Estimation of potential global pandemic influenza mortality on the basis of vital registry data from the 1918–20 pandemic: a quantitative analysis
Source: The Lancet
Were a strain of influenza much the same as that which caused the 1918–20 pandemic to emerge in 2004, we estimate that it could kill 51–81 million individuals. This estimate is based strictly on recorded patterns of mortality in countries with nearly complete vital registration systems, rather than on theoretical models or assumptions about attack rates and case-fatality rates.
Our results indicate that deaths would be concentrated in the 0–14, 15–19, and 30–44 years age-groups. Various theories have been proposed for the unique pattern of mortality by age exhibited by the 1918–20 pandemic strain. Our results suggest that deaths in the 15–19 and 30–40 years age-groups would probably be a result of high age-specific death rates, whereas those in individuals aged 0–14 years would most likely be due to the large population size and moderate mortality in this age-group.

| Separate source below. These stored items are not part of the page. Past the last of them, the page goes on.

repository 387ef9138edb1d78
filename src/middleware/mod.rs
pub mod request_id;
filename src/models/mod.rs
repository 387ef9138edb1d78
mod catalog;
mod recommendation;
mod tmdb;

pub use catalog::{Catalog, CatalogItem, ItemMetadata};
pub use recommendation::{
    CatalogSummary, ErrorBody, PosterRecommendation, PosterRecommendationsBody, QueryResponse,
    Recommendation, RecommendationsBody, ResolvedTitle,
};
pub use tmdb::{Listing, MediaKind, TrailerBody, Video};
use crate::models::{Catalog, Recommendation};

pub const DEFAULT_TOP_N: usize = 5;

/// Rounds to 4 decimal places
pub fn round4(value: f64) -> f64 {
    (value * 10_000.0).round() / 10_000.0
}

/// Top `top_n` items by similarity to the item at `index`, the item itself excluded.
///
/// Scores sort descending; equal scores keep ascending catalog order. The result
/// holds `min(top_n, catalog.len() - 1)` entries.
pub fn rank(catalog: &Catalog, index: usize, row: &[f32], top_n: usize) -> Vec<Recommendation> {
    debug_assert_eq!(row.len(), catalog.len());

    let mut scored: Vec<(usize, f32)> = row
        .iter()
        .copied()
        .enumerate()
        .filter(|(i, _)| *i != index)
        // -0.0 + 0.0 == +0.0, so signed zeros tie under total_cmp
        .map(|(i, score)| (i, score + 0.0))
        .collect();

    scored.sort_by(|(a_idx, a), (b_idx, b)| b.total_cmp(a).then(a_idx.cmp(b_idx)));
    scored.truncate(top_n);

    scored
        .into_iter()
        .filter_map(|(i, score)| {
            catalog.get(i).map(|item| Recommendation {
                id: item.id,
                title: item.title.clone(),
                similarity: round4(score as f64),
            })
        })
        .collect()
}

Most of the strong relation that we observed between per-head income and pandemic mortality must be mediated through factors such as nutritional status, co-morbidity, community characteristics associated with poverty, and the effect of supportive care, since therapeutic interventions had little or no effect on mortality in 1918–20. This income effect is consistent with a contemporary observation of a relation in 1918–20 between household income and mortality.